(Dataset excerpts)
• • • •

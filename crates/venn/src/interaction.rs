//! Event-driven selection, drag and resize handling.
//!
//! [`InteractionController`] is the only writer of the session state: the
//! [`EllipseModel`], the [`Ratings`] and the current [`Selection`]. Every
//! input, pointer or form control alike, arrives as an [`Event`] and
//! [`InteractionController::handle`] reports what it changed as an
//! [`Outcome`].
//!
//! # Selection
//!
//! ```text
//!            ClickEllipse(id)
//!   Idle ─────────────────────────▶ Selected(id)
//!    ▲                                │   ▲
//!    │ ClickBackground                │   │ ClickEllipse(other)
//!    └────────────────────────────────┘   │ ClickHandle, Drag, Resize, Release
//!                                         └──────────────
//! ```
//!
//! Drag and resize gestures act on the selected ellipse only. A release
//! commits whatever the gesture did; there is no cancel. While an ellipse is
//! selected no other ellipse changes position, so position panel entries for
//! other ellipses are ignored until the selection is cleared.

use log::{debug, info, warn};

use venn_core::{
    geometry::Point,
    identifier::Id,
    scale::{RelativeValue, Stage, StageEdge},
};
use venn_script::Command;

use crate::{
    error::VennError,
    model::EllipseModel,
    rating::{Rating, Ratings},
};

/// Which ellipse, if any, is selected.
#[derive(Debug, Clone, Copy, Default, PartialEq, Eq)]
pub enum Selection {
    #[default]
    Idle,
    Selected(Id),
}

impl Selection {
    pub fn id(self) -> Option<Id> {
        match self {
            Self::Idle => None,
            Self::Selected(id) => Some(id),
        }
    }
}

/// One discrete input.
#[derive(Debug, Clone, PartialEq)]
pub enum Event {
    /// Click on an ellipse.
    ClickEllipse(Id),
    /// Click on empty canvas.
    ClickBackground,
    /// Click on the resize handle overlay.
    ClickHandle,
    /// Pointer drag; the selected ellipse's center follows the pointer.
    Drag(Point),
    /// Pointer release.
    Release,
    /// Resize gesture with transient scale factors relative to the stored radii.
    Resize { scale_x: f32, scale_y: f32 },
    /// Relative value selector, as entered.
    SelectRelativeValue { id: Id, value: String },
    /// Stage selector for one edge of the span, as entered.
    SelectStage {
        id: Id,
        edge: StageEdge,
        stage: String,
    },
    SetRating { id: Id, value: i32 },
    ClearRating(Id),
    /// Position panel entry. Applies while idle or to the selected ellipse,
    /// and never changes the selection.
    Place { id: Id, position: Point },
}

impl From<&Command> for Event {
    fn from(command: &Command) -> Self {
        match command {
            Command::Click { id } => Self::ClickEllipse(id.get()),
            Command::Background => Self::ClickBackground,
            Command::Handle => Self::ClickHandle,
            Command::Drag { x, y } => Self::Drag(Point::new(*x, *y)),
            Command::Release => Self::Release,
            Command::Resize { scale_x, scale_y } => Self::Resize {
                scale_x: *scale_x,
                scale_y: *scale_y,
            },
            Command::Value { id, value } => Self::SelectRelativeValue {
                id: id.get(),
                value: value.inner().clone(),
            },
            Command::Stage { id, edge, stage } => Self::SelectStage {
                id: id.get(),
                edge: *edge,
                stage: stage.inner().clone(),
            },
            Command::Rate { id, rating } => Self::SetRating {
                id: id.get(),
                value: rating.get(),
            },
            Command::Unrate { id } => Self::ClearRating(id.get()),
            Command::Place { id, x, y } => Self::Place {
                id: id.get(),
                position: Point::new(*x, *y),
            },
        }
    }
}

/// Why an event changed nothing.
#[derive(Debug, Clone, Copy, PartialEq, Eq)]
pub enum IgnoreReason {
    /// A gesture arrived with no ellipse selected.
    NothingSelected,
    /// A click named an ellipse that is not in the session.
    UnknownRegion(Id),
    /// A placement named an ellipse other than the selected one.
    OtherSelected(Id),
}

/// What an event did.
#[derive(Debug, Clone, PartialEq)]
pub enum Outcome {
    SelectionChanged { from: Selection, to: Selection },
    /// The event was valid but had no effect.
    Unchanged,
    Moved { id: Id, center: Point },
    Resized { id: Id, radius_x: f32, radius_y: f32 },
    /// A release; carries the ellipse the gesture applied to.
    Committed(Option<Id>),
    /// `fell_back` is set when the entered text was unknown and the nearest
    /// anchor was used instead.
    RelativeValueSet {
        id: Id,
        value: RelativeValue,
        fell_back: bool,
    },
    StageSpanSet {
        id: Id,
        start: Stage,
        end: Stage,
        fell_back: bool,
    },
    RatingSet { id: Id, rating: Rating },
    RatingCleared { id: Id, previous: Option<Rating> },
    Placed { id: Id, center: Point },
    Ignored(IgnoreReason),
}

/// Owner of the session state and the selection state machine.
#[derive(Debug, Clone)]
pub struct InteractionController {
    model: EllipseModel,
    ratings: Ratings,
    selection: Selection,
}

impl InteractionController {
    pub fn new(model: EllipseModel) -> Self {
        Self {
            model,
            ratings: Ratings::new(),
            selection: Selection::Idle,
        }
    }

    pub fn model(&self) -> &EllipseModel {
        &self.model
    }

    pub fn ratings(&self) -> &Ratings {
        &self.ratings
    }

    pub fn selection(&self) -> Selection {
        self.selection
    }

    /// Applies one event.
    ///
    /// # Errors
    ///
    /// Selector and rating events naming an unknown region fail with
    /// [`VennError::UnknownRegion`]; out of range ratings fail with
    /// [`VennError::InvalidRating`]. Failed events change nothing.
    pub fn handle(&mut self, event: Event) -> Result<Outcome, VennError> {
        debug!(event:?; "Handling event");
        let outcome = match event {
            Event::ClickEllipse(id) => self.click_ellipse(id),
            Event::ClickBackground => self.select(Selection::Idle),
            Event::ClickHandle => Outcome::Unchanged,
            Event::Drag(position) => self.drag(position)?,
            Event::Release => Outcome::Committed(self.selection.id()),
            Event::Resize { scale_x, scale_y } => self.resize(scale_x, scale_y)?,
            Event::SelectRelativeValue { id, value } => self.select_relative_value(id, &value)?,
            Event::SelectStage { id, edge, stage } => self.select_stage(id, edge, &stage)?,
            Event::SetRating { id, value } => {
                self.ensure_known(id)?;
                let rating = self.ratings.set(id, value)?;
                Outcome::RatingSet { id, rating }
            }
            Event::ClearRating(id) => {
                self.ensure_known(id)?;
                let previous = self.ratings.clear(id);
                Outcome::RatingCleared { id, previous }
            }
            Event::Place { id, position } => self.place(id, position)?,
        };

        if let Outcome::Ignored(reason) = &outcome {
            info!(reason:?; "Event ignored");
        }
        Ok(outcome)
    }

    fn ensure_known(&self, id: Id) -> Result<(), VennError> {
        if self.model.contains(id) {
            Ok(())
        } else {
            Err(VennError::UnknownRegion(id))
        }
    }

    fn select(&mut self, to: Selection) -> Outcome {
        let from = self.selection;
        if from == to {
            return Outcome::Unchanged;
        }
        self.selection = to;
        debug!(from:?, to:?; "Selection changed");
        Outcome::SelectionChanged { from, to }
    }

    fn click_ellipse(&mut self, id: Id) -> Outcome {
        if !self.model.contains(id) {
            return Outcome::Ignored(IgnoreReason::UnknownRegion(id));
        }
        self.select(Selection::Selected(id))
    }

    fn drag(&mut self, position: Point) -> Result<Outcome, VennError> {
        let Selection::Selected(id) = self.selection else {
            return Ok(Outcome::Ignored(IgnoreReason::NothingSelected));
        };
        self.model.set_position(id, position)?;
        Ok(Outcome::Moved {
            id,
            center: position,
        })
    }

    fn place(&mut self, id: Id, position: Point) -> Result<Outcome, VennError> {
        match self.selection {
            Selection::Selected(selected) if selected != id => {
                return Ok(Outcome::Ignored(IgnoreReason::OtherSelected(selected)));
            }
            _ => {}
        }
        self.model.set_position(id, position)?;
        Ok(Outcome::Placed {
            id,
            center: position,
        })
    }

    /// Scales the stored radii; the gesture's scale is not kept.
    fn resize(&mut self, scale_x: f32, scale_y: f32) -> Result<Outcome, VennError> {
        let Selection::Selected(id) = self.selection else {
            return Ok(Outcome::Ignored(IgnoreReason::NothingSelected));
        };
        let (radius_x, radius_y) = match self.model.get(id) {
            Some(ellipse) => (ellipse.radius_x() * scale_x, ellipse.radius_y() * scale_y),
            None => return Err(VennError::UnknownRegion(id)),
        };
        self.model.set_radii(id, radius_x, radius_y)?;

        let (radius_x, radius_y) = self
            .model
            .get(id)
            .map(|e| (e.radius_x(), e.radius_y()))
            .unwrap_or((radius_x, radius_y));
        Ok(Outcome::Resized {
            id,
            radius_x,
            radius_y,
        })
    }

    fn select_relative_value(&mut self, id: Id, text: &str) -> Result<Outcome, VennError> {
        self.ensure_known(id)?;
        let (value, fell_back) = match self.model.mapper().parse_relative_value(text) {
            Ok(value) => (value, false),
            Err(err) => {
                let nearest = self.model.current_relative_value(id)?;
                warn!(id:% = id, err:% = err, fallback:% = nearest; "Using nearest relative value");
                (nearest, true)
            }
        };
        self.model.set_relative_value(id, value)?;
        Ok(Outcome::RelativeValueSet {
            id,
            value,
            fell_back,
        })
    }

    fn select_stage(&mut self, id: Id, edge: StageEdge, text: &str) -> Result<Outcome, VennError> {
        self.ensure_known(id)?;
        let (stage, fell_back) = match self.model.mapper().parse_stage(text) {
            Ok(stage) => (stage, false),
            Err(err) => {
                let (start, end) = self.model.current_stage_span(id)?;
                let nearest = match edge {
                    StageEdge::Start => start,
                    StageEdge::End => end,
                };
                warn!(id:% = id, err:% = err, fallback:% = nearest; "Using nearest stage");
                (nearest, true)
            }
        };
        self.model.set_stage(id, edge, stage)?;
        let (start, end) = self.model.current_stage_span(id)?;
        Ok(Outcome::StageSpanSet {
            id,
            start,
            end,
            fell_back,
        })
    }
}
//! The six regions a session starts with when no configuration lists any.

use venn_core::{ellipse::Ellipse, geometry::Point};

/// Returns the built-in regions in display order.
pub fn default_ellipses() -> Vec<Ellipse> {
    [
        (
            "cultural",
            (200.0, 160.0),
            (80.0, 60.0),
            "rgba(192, 80, 77, 0.4)",
            "Cultural resilience &\nEE buy-in",
        ),
        (
            "leadership",
            (200.0, 400.0),
            (100.0, 80.0),
            "rgba(237, 125, 49, 0.4)",
            "Leadership alignment\nand buy-in",
        ),
        (
            "agile",
            (300.0, 280.0),
            (130.0, 100.0),
            "rgba(91, 155, 213, 0.4)",
            "Agile, Data-driven decision\nmaking",
        ),
        (
            "change",
            (350.0, 80.0),
            (150.0, 80.0),
            "rgba(155, 187, 89, 0.4)",
            "Change sustainability",
        ),
        (
            "robust",
            (500.0, 280.0),
            (170.0, 120.0),
            "rgba(165, 165, 165, 0.3)",
            "Robust activation\nframework",
        ),
        (
            "intent",
            (450.0, 450.0),
            (150.0, 80.0),
            "rgba(201, 218, 248, 0.5)",
            "Clear Strategic Intent",
        ),
    ]
    .into_iter()
    .map(|(id, (x, y), (rx, ry), fill, label)| {
        Ellipse::new(id, Point::new(x, y), rx, ry)
            .with_fill_style(fill)
            .with_label(label)
    })
    .collect()
}

#[cfg(test)]
mod tests {
    use super::*;

    #[test]
    fn test_default_regions() {
        let ellipses = default_ellipses();
        assert_eq!(ellipses.len(), 6);
        assert_eq!(ellipses[2].id(), "agile");
        assert_eq!(ellipses[2].flat_label(), "Agile, Data-driven decision making");
        assert!(ellipses.iter().all(|e| e.fill_style().is_some()));
    }
}
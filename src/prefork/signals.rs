//! Exit analysis for worker processes.
//!
//! Turns the raw `ExitStatus` reported by the OS into a reason that can be
//! logged and carried inside [`PreforkError::WorkerExited`].
//!
//! [`PreforkError::WorkerExited`]: crate::error::PreforkError::WorkerExited

use nix::sys::signal::Signal;
use std::os::unix::process::ExitStatusExt;
use std::process::ExitStatus;

/// Reason why a worker process terminated.
#[derive(Debug, Clone, Copy, PartialEq, Eq)]
pub enum TerminationReason {
    /// Normal exit with status code.
    Exited(i32),
    /// Killed by signal.
    Signaled(Signal),
    /// Killed by a signal number `nix` does not know about.
    UnknownSignal(i32),
    /// Unknown termination reason.
    Unknown,
}

impl TerminationReason {
    /// Analyze an `ExitStatus` to determine the termination reason.
    pub fn from_status(status: ExitStatus) -> Self {
        if let Some(code) = status.code() {
            return Self::Exited(code);
        }
        match status.signal() {
            Some(raw) => Signal::try_from(raw)
                .map(Self::Signaled)
                .unwrap_or(Self::UnknownSignal(raw)),
            None => Self::Unknown,
        }
    }

    /// Check if this is a successful exit.
    pub fn is_success(&self) -> bool {
        matches!(self, Self::Exited(0))
    }

    /// Get a human-readable description.
    pub fn description(&self) -> String {
        match self {
            Self::Exited(code) => format!("exited with code {}", code),
            Self::Signaled(sig) => format!("killed by signal {}", sig),
            Self::UnknownSignal(raw) => format!("killed by signal {}", raw),
            Self::Unknown => "terminated for an unknown reason".to_string(),
        }
    }
}

impl std::fmt::Display for TerminationReason {
    fn fmt(&self, f: &mut std::fmt::Formatter<'_>) -> std::fmt::Result {
        write!(f, "{}", self.description())
    }
}

#[cfg(test)]
mod tests {
    use super::*;

    #[test]
    fn test_exit_code_analysis() {
        // Wait status encodes the exit code in the second byte.
        let reason = TerminationReason::from_status(ExitStatus::from_raw(3 << 8));
        assert_eq!(reason, TerminationReason::Exited(3));
        assert!(!reason.is_success());

        let reason = TerminationReason::from_status(ExitStatus::from_raw(0));
        assert!(reason.is_success());
    }

    #[test]
    fn test_signal_analysis() {
        let reason = TerminationReason::from_status(ExitStatus::from_raw(libc::SIGKILL));
        assert_eq!(reason, TerminationReason::Signaled(Signal::SIGKILL));
        assert!(reason.to_string().contains("SIGKILL"));
    }

    #[test]
    fn test_description() {
        assert_eq!(
            TerminationReason::Exited(1).description(),
            "exited with code 1"
        );
        assert!(TerminationReason::Unknown.description().contains("unknown"));
    }
}
//! TLS server configuration from PEM files.

use std::path::Path;
use std::sync::Arc;

use rustls::ServerConfig;
use rustls::pki_types::{CertificateDer, PrivateKeyDer, pem::PemObject};

use crate::error::{PreforkError, Result};

/// ALPN protocols offered to clients, most preferred first.
const ALPN_PROTOCOLS: [&[u8]; 2] = [b"h2", b"http/1.1"];

/// Build a server configuration from a PEM certificate chain and private key.
pub fn server_config_from_pem(cert_path: &Path, key_path: &Path) -> Result<Arc<ServerConfig>> {
    let certs = CertificateDer::pem_file_iter(cert_path)
        .and_then(|iter| iter.collect::<std::result::Result<Vec<_>, _>>())
        .map_err(|e| {
            PreforkError::Config(format!(
                "Failed to read certificates from {}: {}",
                cert_path.display(),
                e
            ))
        })?;
    if certs.is_empty() {
        return Err(PreforkError::Config(format!(
            "No certificates found in {}",
            cert_path.display()
        )));
    }

    let key = PrivateKeyDer::from_pem_file(key_path).map_err(|e| {
        PreforkError::Config(format!(
            "Failed to read private key from {}: {}",
            key_path.display(),
            e
        ))
    })?;

    let mut config =
        ServerConfig::builder_with_provider(Arc::new(rustls::crypto::ring::default_provider()))
            .with_safe_default_protocol_versions()?
            .with_no_client_auth()
            .with_single_cert(certs, key)?;
    config.alpn_protocols = ALPN_PROTOCOLS.iter().map(|p| p.to_vec()).collect();

    Ok(Arc::new(config))
}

• • • •

▶ **TASK DIRECTIONS**: Starting at the line above that holds "Killed by signal." and ending at the line that holds "if let Some(code)", transcribe each line exactly and include no other lines.

▶ **WRITTEN REPLY**:
    /// Killed by signal.
    Signaled(Signal),
    /// Killed by a signal number `nix` does not know about.
    UnknownSignal(i32),
    /// Unknown termination reason.
    Unknown,
}

impl TerminationReason {
    /// Analyze an `ExitStatus` to determine the termination reason.
    pub fn from_status(status: ExitStatus) -> Self {
        if let Some(code) = status.code() {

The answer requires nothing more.